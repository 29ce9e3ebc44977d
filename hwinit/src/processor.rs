//! Processor Registry
//!
//! Tracks every logical processor firmware reports, and which of them are
//! currently running decryption work.
//!
//! # Ownership
//!
//! ```text
//! ProcessorRegistry (BSP only)
//!   ├── MpServices          firmware queries, AP startup, stall
//!   └── WorkingSet ─────┐   Arc<Mutex<Vec<LogicalProcessor>>>
//!                       │
//! ThreadHandle (AP) ────┘   releases its processor on finish
//! ```
//!
//! The working-set table is the only state touched from more than one
//! processor. Every read-modify-write of `is_working` happens with its lock
//! held. Firmware flags are re-read on `refresh()`; `is_working` is ours and
//! survives a refresh.

use alloc::sync::Arc;
use alloc::vec::Vec;

use log::{debug, warn};
use spin::Mutex;

use crate::mp::{ApTask, CompletionSignal, MpError, MpServices, StatusFlags};

// ═══════════════════════════════════════════════════════════════════════════
// LOGICAL PROCESSOR
// ═══════════════════════════════════════════════════════════════════════════

/// One logical processor as last seen by the registry.
#[derive(Debug, Clone, Copy, PartialEq, Eq)]
pub struct LogicalProcessor {
    /// Firmware processor number (stable, 0-based)
    pub index: usize,
    /// Bootstrap processor; never accepts work
    pub is_bootstrap: bool,
    pub is_enabled: bool,
    pub is_healthy: bool,
    /// Busy with a thread handle (registry-private)
    pub is_working: bool,
}

impl LogicalProcessor {
    pub const fn from_status(index: usize, flags: StatusFlags, is_working: bool) -> Self {
        Self {
            index,
            is_bootstrap: flags.is_bootstrap(),
            is_enabled: flags.is_enabled(),
            is_healthy: flags.is_healthy(),
            is_working,
        }
    }

    /// Can take a new thread right now.
    ///
    /// Health is reported but not required; some firmware never sets the bit.
    pub const fn is_available(&self) -> bool {
        !self.is_bootstrap && !self.is_working && self.is_enabled
    }
}

// ═══════════════════════════════════════════════════════════════════════════
// WORKING SET
// ═══════════════════════════════════════════════════════════════════════════

/// Lock-protected processor table, shared with running threads.
#[derive(Clone)]
pub struct WorkingSet {
    table: Arc<Mutex<Vec<LogicalProcessor>>>,
}

impl WorkingSet {
    pub fn new(processors: Vec<LogicalProcessor>) -> Self {
        Self {
            table: Arc::new(Mutex::new(processors)),
        }
    }

    pub fn empty() -> Self {
        Self::new(Vec::new())
    }

    pub fn len(&self) -> usize {
        self.table.lock().len()
    }

    pub fn is_empty(&self) -> bool {
        self.len() == 0
    }

    /// Copy of the table.
    pub fn snapshot(&self) -> Vec<LogicalProcessor> {
        self.table.lock().clone()
    }

    pub fn get(&self, index: usize) -> Option<LogicalProcessor> {
        self.table.lock().iter().find(|p| p.index == index).copied()
    }

    /// First processor that could take work, without claiming it.
    pub fn first_available(&self) -> Option<usize> {
        self.table
            .lock()
            .iter()
            .find(|p| p.is_available())
            .map(|p| p.index)
    }

    /// Claim the first idle application processor and mark it working.
    pub fn claim(&self) -> Option<usize> {
        let mut table = self.table.lock();
        let slot = table.iter_mut().find(|p| p.is_available())?;
        slot.is_working = true;
        Some(slot.index)
    }

    /// Mark `index` idle. Returns whether it was working.
    pub fn release(&self, index: usize) -> bool {
        let mut table = self.table.lock();
        match table.iter_mut().find(|p| p.index == index) {
            Some(p) => core::mem::replace(&mut p.is_working, false),
            None => false,
        }
    }

    pub fn working_count(&self) -> usize {
        self.table.lock().iter().filter(|p| p.is_working).count()
    }

    /// Non-bootstrap, enabled processors.
    pub fn worker_capacity(&self) -> usize {
        self.table
            .lock()
            .iter()
            .filter(|p| !p.is_bootstrap && p.is_enabled)
            .count()
    }

    /// Swap in fresh firmware flags, keeping every `is_working` bit.
    fn apply_status(&self, statuses: &[(usize, StatusFlags)]) {
        let mut table = self.table.lock();
        let fresh: Vec<LogicalProcessor> = statuses
            .iter()
            .map(|&(index, flags)| {
                let working = table
                    .iter()
                    .find(|p| p.index == index)
                    .map(|p| p.is_working)
                    .unwrap_or(false);
                LogicalProcessor::from_status(index, flags, working)
            })
            .collect();
        *table = fresh;
    }
}

// ═══════════════════════════════════════════════════════════════════════════
// REGISTRY
// ═══════════════════════════════════════════════════════════════════════════

/// Processor registry. Lives on the BSP; threads only see its [`WorkingSet`].
pub struct ProcessorRegistry<M: MpServices> {
    mp: Option<M>,
    bootstrap: Option<usize>,
    set: WorkingSet,
}

impl<M: MpServices> ProcessorRegistry<M> {
    /// Registry with threading disabled. Everything runs on the caller.
    pub fn disabled() -> Self {
        Self {
            mp: None,
            bootstrap: None,
            set: WorkingSet::empty(),
        }
    }

    /// Enumerate processors through firmware.
    ///
    /// Never fails: a missing protocol or a failed enumeration disables
    /// threading and the loader carries on single-threaded.
    pub fn initialize(mp: Option<M>) -> Self {
        let Some(mp) = mp else {
            warn!("MP services unavailable, running single-threaded");
            return Self::disabled();
        };

        if !cfg!(feature = "smp") {
            debug!("smp feature off, ignoring MP services");
            return Self::disabled();
        }

        match Self::enumerate(&mp) {
            Ok((bootstrap, processors)) => {
                debug!(
                    "registry: {} processors, BSP #{}",
                    processors.len(),
                    bootstrap
                );
                Self {
                    mp: Some(mp),
                    bootstrap: Some(bootstrap),
                    set: WorkingSet::new(processors),
                }
            }
            Err(err) => {
                warn!("processor enumeration failed ({}), multiprocessing disabled", err);
                Self::disabled()
            }
        }
    }

    fn enumerate(mp: &M) -> Result<(usize, Vec<LogicalProcessor>), MpError> {
        let counts = mp.processor_counts()?;
        debug!(
            "found {} processors ({} enabled)",
            counts.total, counts.enabled
        );

        let bootstrap = mp.who_am_i()?;
        let mut processors = Vec::with_capacity(counts.total);

        for index in 0..counts.total {
            let flags = match mp.processor_status(index) {
                Ok(flags) => flags,
                Err(MpError::NotFound) => {
                    warn!("processor #{} does not exist, skipping", index);
                    continue;
                }
                Err(err) => return Err(err),
            };

            if !flags.is_bootstrap() {
                match mp.enable_processor(index, true) {
                    Ok(()) => debug!("enabled AP #{}", index),
                    Err(err) => warn!("could not enable AP #{}: {}", index, err),
                }
            }

            let flags = mp.processor_status(index).unwrap_or(flags);
            debug!(
                "  #{} {} / {} / {}",
                index,
                if flags.is_bootstrap() { "BSP" } else { "AP" },
                if flags.is_enabled() { "enabled" } else { "disabled" },
                if flags.is_healthy() { "healthy" } else { "unhealthy" },
            );
            processors.push(LogicalProcessor::from_status(index, flags, false));
        }

        Ok((bootstrap, processors))
    }

    /// Re-read firmware flags. The table is left untouched on failure.
    pub fn refresh(&self) -> Result<(), MpError> {
        let Some(mp) = self.mp.as_ref() else {
            return Ok(());
        };

        let indices: Vec<usize> = self.set.snapshot().iter().map(|p| p.index).collect();
        let mut statuses = Vec::with_capacity(indices.len());
        for index in indices {
            let flags = mp.processor_status(index).map_err(|_| MpError::Aborted)?;
            statuses.push((index, flags));
        }

        self.set.apply_status(&statuses);
        Ok(())
    }

    /// True when at least one application processor can run work.
    pub fn is_threading_enabled(&self) -> bool {
        self.mp.is_some() && self.thread_limit() > 0
    }

    /// Processors known to the registry, BSP included.
    pub fn processor_count(&self) -> usize {
        self.set.len()
    }

    /// How many threads can run at once. The BSP never runs one.
    pub fn thread_limit(&self) -> usize {
        if self.mp.is_none() {
            return 0;
        }
        self.set.worker_capacity()
    }

    pub fn bootstrap_index(&self) -> Option<usize> {
        self.bootstrap
    }

    pub fn processor(&self, index: usize) -> Option<LogicalProcessor> {
        self.set.get(index)
    }

    /// First idle application processor, without claiming it.
    pub fn available_processor(&self) -> Option<usize> {
        self.set.first_available()
    }

    pub fn working_set(&self) -> &WorkingSet {
        &self.set
    }

    /// Hand `task` to firmware on an already-claimed processor.
    pub fn launch(
        &self,
        index: usize,
        task: ApTask,
        completion: CompletionSignal,
    ) -> Result<(), MpError> {
        match self.mp.as_ref() {
            Some(mp) => mp.startup_this_ap(index, task, completion),
            None => Err(MpError::Unsupported),
        }
    }

    /// Yield to firmware. No-op when MP services are absent.
    pub fn stall(&self, microseconds: u64) {
        if let Some(mp) = self.mp.as_ref() {
            mp.stall(microseconds);
        }
    }
}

################

## [Description of the task]
Tell how many lines above include the word "Result". Give the number alone.

## [Answer to the exercise]
3